--- Input for this task ---
=== Section Start ===

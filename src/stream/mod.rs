//! Line-oriented view over a live serial byte stream.
//!
//! A background reader thread pulls raw bytes from the source, reassembles
//! them into lines with a [`LineSplitter`] and forwards them over a channel.
//! The foreground side blocks on that channel with an explicit deadline,
//! which is the only suspension point in a boot test.
//!
//! Streams built with [`LineStream::from_fd`] poll their source and stop when
//! the stream is dropped, so the descriptor is closed by the time the run
//! returns. Plain readers are only released at end-of-stream.

pub mod ansi;
mod splitter;

pub use splitter::LineSplitter;

use crate::error::ReadError;
use nix::errno::Errno;
use nix::poll::{poll, PollFd, PollFlags, PollTimeout};
use std::io::{self, Read, Write};
use std::os::fd::AsFd;
use std::sync::atomic::{AtomicBool, Ordering};
use std::sync::mpsc::{self, Receiver, RecvTimeoutError, Sender};
use std::sync::Arc;
use std::thread::JoinHandle;
use std::time::Instant;
use tracing::{debug, trace};

/// Size of a single raw read from the source.
const READ_CHUNK: usize = 4096;

/// How often a polling reader checks whether it was asked to stop.
const POLL_INTERVAL_MS: u16 = 50;

enum StreamEvent {
    Line(String),
    Eof { partial: String },
}

/// Reader thread that can be told to let go of its source.
struct StoppableReader {
    stop: Arc<AtomicBool>,
    handle: JoinHandle<()>,
}

/// Blocking, line-delimited reader plus raw writer over one serial channel.
pub struct LineStream {
    rx: Receiver<StreamEvent>,
    writer: Option<Box<dyn Write + Send>>,
    reader: Option<StoppableReader>,
    /// Set once end-of-stream was observed; holds the unterminated tail.
    closed: Option<String>,
    echo: bool,
}

impl LineStream {
    /// Wrap a byte source that is only read from.
    pub fn new<R>(source: R, terminator: &str) -> Self
    where
        R: Read + Send + 'static,
    {
        let (tx, rx) = mpsc::channel();
        let term = terminator.as_bytes().to_vec();
        std::thread::spawn(move || {
            Self::reader_thread(source, term, tx);
        });

        Self {
            rx,
            writer: None,
            reader: None,
            closed: None,
            echo: false,
        }
    }

    /// Wrap a descriptor-backed source (pty main, device node, socket) and
    /// its write side. The reader thread exits, closing `source`, when the
    /// stream is dropped.
    pub fn from_fd<S, W>(source: S, writer: W, terminator: &str) -> Self
    where
        S: Read + AsFd + Send + 'static,
        W: Write + Send + 'static,
    {
        let (tx, rx) = mpsc::channel();
        let term = terminator.as_bytes().to_vec();
        let stop = Arc::new(AtomicBool::new(false));
        let flag = Arc::clone(&stop);
        let handle = std::thread::spawn(move || {
            Self::polling_reader_thread(source, term, tx, flag);
        });

        Self {
            rx,
            writer: Some(Box::new(writer)),
            reader: Some(StoppableReader { stop, handle }),
            closed: None,
            echo: false,
        }
    }

    /// Wrap a byte source together with the write side of the same channel.
    pub fn with_writer<R, W>(source: R, writer: W, terminator: &str) -> Self
    where
        R: Read + Send + 'static,
        W: Write + Send + 'static,
    {
        let mut stream = Self::new(source, terminator);
        stream.writer = Some(Box::new(writer));
        stream
    }

    /// Print every line to stdout as it is consumed.
    pub fn echo(mut self, enabled: bool) -> Self {
        self.echo = enabled;
        self
    }

    fn reader_thread<R: Read>(mut source: R, terminator: Vec<u8>, tx: Sender<StreamEvent>) {
        let mut splitter = LineSplitter::new(&terminator);
        let mut buf = [0u8; READ_CHUNK];

        while pump(&mut source, &mut buf, &mut splitter, &tx) {}

        let _ = tx.send(StreamEvent::Eof {
            partial: splitter.remainder(),
        });
    }

    fn polling_reader_thread<S: Read + AsFd>(
        mut source: S,
        terminator: Vec<u8>,
        tx: Sender<StreamEvent>,
        stop: Arc<AtomicBool>,
    ) {
        let mut splitter = LineSplitter::new(&terminator);
        let mut buf = [0u8; READ_CHUNK];

        while !stop.load(Ordering::Relaxed) {
            let ready = {
                let mut fds = [PollFd::new(source.as_fd(), PollFlags::POLLIN)];
                poll(&mut fds, PollTimeout::from(POLL_INTERVAL_MS))
            };
            match ready {
                Ok(0) | Err(Errno::EINTR) => continue,
                Ok(_) => {}
                Err(e) => {
                    debug!("stream poll failed: {e}");
                    break;
                }
            }
            if !pump(&mut source, &mut buf, &mut splitter, &tx) {
                break;
            }
        }

        let _ = tx.send(StreamEvent::Eof {
            partial: splitter.remainder(),
        });
    }

    /// Block until a complete line arrives or `deadline` passes.
    pub fn read_line_until(&mut self, deadline: Instant) -> Result<String, ReadError> {
        if let Some(partial) = &self.closed {
            return Err(ReadError::Closed {
                partial: partial.clone(),
            });
        }

        let wait = deadline.saturating_duration_since(Instant::now());
        match self.rx.recv_timeout(wait) {
            Ok(event) => self.accept(event),
            Err(RecvTimeoutError::Timeout) => Err(ReadError::TimedOut),
            Err(RecvTimeoutError::Disconnected) => self.accept(StreamEvent::Eof {
                partial: String::new(),
            }),
        }
    }

    /// Block until a complete line arrives, without a deadline.
    pub fn read_line(&mut self) -> Result<String, ReadError> {
        if let Some(partial) = &self.closed {
            return Err(ReadError::Closed {
                partial: partial.clone(),
            });
        }

        match self.rx.recv() {
            Ok(event) => self.accept(event),
            Err(_) => self.accept(StreamEvent::Eof {
                partial: String::new(),
            }),
        }
    }

    fn accept(&mut self, event: StreamEvent) -> Result<String, ReadError> {
        match event {
            StreamEvent::Line(line) => {
                trace!(line = %line.escape_debug(), "line");
                if self.echo {
                    println!("  {}", line);
                }
                Ok(line)
            }
            StreamEvent::Eof { partial } => {
                debug!(partial = %partial.escape_debug(), "stream closed");
                self.closed = Some(partial.clone());
                Err(ReadError::Closed { partial })
            }
        }
    }

    /// Write raw bytes to the paired channel.
    pub fn write(&mut self, bytes: &[u8]) -> io::Result<()> {
        let writer = self.writer.as_mut().ok_or_else(|| {
            io::Error::new(io::ErrorKind::BrokenPipe, "stream has no write side")
        })?;
        writer.write_all(bytes)?;
        writer.flush()
    }
}

impl Drop for LineStream {
    fn drop(&mut self) {
        if let Some(reader) = self.reader.take() {
            reader.stop.store(true, Ordering::Relaxed);
            if reader.handle.join().is_err() {
                debug!("stream reader thread panicked");
            }
        }
    }
}

/// Read one chunk and forward every completed line. Returns `false` once the
/// source is exhausted or nobody is listening any more.
fn pump<R: Read>(
    source: &mut R,
    buf: &mut [u8],
    splitter: &mut LineSplitter,
    tx: &Sender<StreamEvent>,
) -> bool {
    match source.read(buf) {
        Ok(0) => false,
        Ok(n) => splitter
            .push(&buf[..n])
            .into_iter()
            .all(|line| tx.send(StreamEvent::Line(line)).is_ok()),
        Err(e) if e.kind() == io::ErrorKind::Interrupted => true,
        // A pty main returns EIO once every secondary handle is gone.
        Err(e) if e.raw_os_error() == Some(Errno::EIO as i32) => false,
        Err(e) => {
            debug!("stream read failed: {e}");
            false
        }
    }
}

=== Section End ===

--- Goal of the exercise ---
For this exercise, restate each of the entries without any deviation.

--- Final answer ---
filename src/stream/mod.rs
//! Line-oriented view over a live serial byte stream.
//!
//! A background reader thread pulls raw bytes from the source, reassembles
//! them into lines with a [`LineSplitter`] and forwards them over a channel.
//! The foreground side blocks on that channel with an explicit deadline,
//! which is the only suspension point in a boot test.
//!
//! Streams built with [`LineStream::from_fd`] poll their source and stop when
//! the stream is dropped, so the descriptor is closed by the time the run
//! returns. Plain readers are only released at end-of-stream.

pub mod ansi;
mod splitter;

pub use splitter::LineSplitter;

use crate::error::ReadError;
use nix::errno::Errno;
use nix::poll::{poll, PollFd, PollFlags, PollTimeout};
use std::io::{self, Read, Write};
use std::os::fd::AsFd;
use std::sync::atomic::{AtomicBool, Ordering};
use std::sync::mpsc::{self, Receiver, RecvTimeoutError, Sender};
use std::sync::Arc;
use std::thread::JoinHandle;
use std::time::Instant;
use tracing::{debug, trace};

/// Size of a single raw read from the source.
const READ_CHUNK: usize = 4096;

/// How often a polling reader checks whether it was asked to stop.
const POLL_INTERVAL_MS: u16 = 50;

enum StreamEvent {
    Line(String),
    Eof { partial: String },
}

/// Reader thread that can be told to let go of its source.
struct StoppableReader {
    stop: Arc<AtomicBool>,
    handle: JoinHandle<()>,
}

/// Blocking, line-delimited reader plus raw writer over one serial channel.
pub struct LineStream {
    rx: Receiver<StreamEvent>,
    writer: Option<Box<dyn Write + Send>>,
    reader: Option<StoppableReader>,
    /// Set once end-of-stream was observed; holds the unterminated tail.
    closed: Option<String>,
    echo: bool,
}

impl LineStream {
    /// Wrap a byte source that is only read from.
    pub fn new<R>(source: R, terminator: &str) -> Self
    where
        R: Read + Send + 'static,
    {
        let (tx, rx) = mpsc::channel();
        let term = terminator.as_bytes().to_vec();
        std::thread::spawn(move || {
            Self::reader_thread(source, term, tx);
        });

        Self {
            rx,
            writer: None,
            reader: None,
            closed: None,
            echo: false,
        }
    }

    /// Wrap a descriptor-backed source (pty main, device node, socket) and
    /// its write side. The reader thread exits, closing `source`, when the
    /// stream is dropped.
    pub fn from_fd<S, W>(source: S, writer: W, terminator: &str) -> Self
    where
        S: Read + AsFd + Send + 'static,
        W: Write + Send + 'static,
    {
        let (tx, rx) = mpsc::channel();
        let term = terminator.as_bytes().to_vec();
        let stop = Arc::new(AtomicBool::new(false));
        let flag = Arc::clone(&stop);
        let handle = std::thread::spawn(move || {
            Self::polling_reader_thread(source, term, tx, flag);
        });

        Self {
            rx,
            writer: Some(Box::new(writer)),
            reader: Some(StoppableReader { stop, handle }),
            closed: None,
            echo: false,
        }
    }

    /// Wrap a byte source together with the write side of the same channel.
    pub fn with_writer<R, W>(source: R, writer: W, terminator: &str) -> Self
    where
        R: Read + Send + 'static,
        W: Write + Send + 'static,
    {
        let mut stream = Self::new(source, terminator);
        stream.writer = Some(Box::new(writer));
        stream
    }

    /// Print every line to stdout as it is consumed.
    pub fn echo(mut self, enabled: bool) -> Self {
        self.echo = enabled;
        self
    }

    fn reader_thread<R: Read>(mut source: R, terminator: Vec<u8>, tx: Sender<StreamEvent>) {
        let mut splitter = LineSplitter::new(&terminator);
        let mut buf = [0u8; READ_CHUNK];

        while pump(&mut source, &mut buf, &mut splitter, &tx) {}

        let _ = tx.send(StreamEvent::Eof {
            partial: splitter.remainder(),
        });
    }

    fn polling_reader_thread<S: Read + AsFd>(
        mut source: S,
        terminator: Vec<u8>,
        tx: Sender<StreamEvent>,
        stop: Arc<AtomicBool>,
    ) {
        let mut splitter = LineSplitter::new(&terminator);
        let mut buf = [0u8; READ_CHUNK];

        while !stop.load(Ordering::Relaxed) {
            let ready = {
                let mut fds = [PollFd::new(source.as_fd(), PollFlags::POLLIN)];
                poll(&mut fds, PollTimeout::from(POLL_INTERVAL_MS))
            };
            match ready {
                Ok(0) | Err(Errno::EINTR) => continue,
                Ok(_) => {}
                Err(e) => {
                    debug!("stream poll failed: {e}");
                    break;
                }
            }
            if !pump(&mut source, &mut buf, &mut splitter, &tx) {
                break;
            }
        }

        let _ = tx.send(StreamEvent::Eof {
            partial: splitter.remainder(),
        });
    }

    /// Block until a complete line arrives or `deadline` passes.
    pub fn read_line_until(&mut self, deadline: Instant) -> Result<String, ReadError> {
        if let Some(partial) = &self.closed {
            return Err(ReadError::Closed {
                partial: partial.clone(),
            });
        }

        let wait = deadline.saturating_duration_since(Instant::now());
        match self.rx.recv_timeout(wait) {
            Ok(event) => self.accept(event),
            Err(RecvTimeoutError::Timeout) => Err(ReadError::TimedOut),
            Err(RecvTimeoutError::Disconnected) => self.accept(StreamEvent::Eof {
                partial: String::new(),
            }),
        }
    }

    /// Block until a complete line arrives, without a deadline.
    pub fn read_line(&mut self) -> Result<String, ReadError> {
        if let Some(partial) = &self.closed {
            return Err(ReadError::Closed {
                partial: partial.clone(),
            });
        }

        match self.rx.recv() {
            Ok(event) => self.accept(event),
            Err(_) => self.accept(StreamEvent::Eof {
                partial: String::new(),
            }),
        }
    }

    fn accept(&mut self, event: StreamEvent) -> Result<String, ReadError> {
        match event {
            StreamEvent::Line(line) => {
                trace!(line = %line.escape_debug(), "line");
                if self.echo {
                    println!("  {}", line);
                }
                Ok(line)
            }
            StreamEvent::Eof { partial } => {
                debug!(partial = %partial.escape_debug(), "stream closed");
                self.closed = Some(partial.clone());
                Err(ReadError::Closed { partial })
            }
        }
    }

    /// Write raw bytes to the paired channel.
    pub fn write(&mut self, bytes: &[u8]) -> io::Result<()> {
        let writer = self.writer.as_mut().ok_or_else(|| {
            io::Error::new(io::ErrorKind::BrokenPipe, "stream has no write side")
        })?;
        writer.write_all(bytes)?;
        writer.flush()
    }
}

impl Drop for LineStream {
    fn drop(&mut self) {
        if let Some(reader) = self.reader.take() {
            reader.stop.store(true, Ordering::Relaxed);
            if reader.handle.join().is_err() {
                debug!("stream reader thread panicked");
            }
        }
    }
}

/// Read one chunk and forward every completed line. Returns `false` once the
/// source is exhausted or nobody is listening any more.
fn pump<R: Read>(
    source: &mut R,
    buf: &mut [u8],
    splitter: &mut LineSplitter,
    tx: &Sender<StreamEvent>,
) -> bool {
    match source.read(buf) {
        Ok(0) => false,
        Ok(n) => splitter
            .push(&buf[..n])
            .into_iter()
            .all(|line| tx.send(StreamEvent::Line(line)).is_ok()),
        Err(e) if e.kind() == io::ErrorKind::Interrupted => true,
        // A pty main returns EIO once every secondary handle is gone.
        Err(e) if e.raw_os_error() == Some(Errno::EIO as i32) => false,
        Err(e) => {
            debug!("stream read failed: {e}");
            false
        }
    }
}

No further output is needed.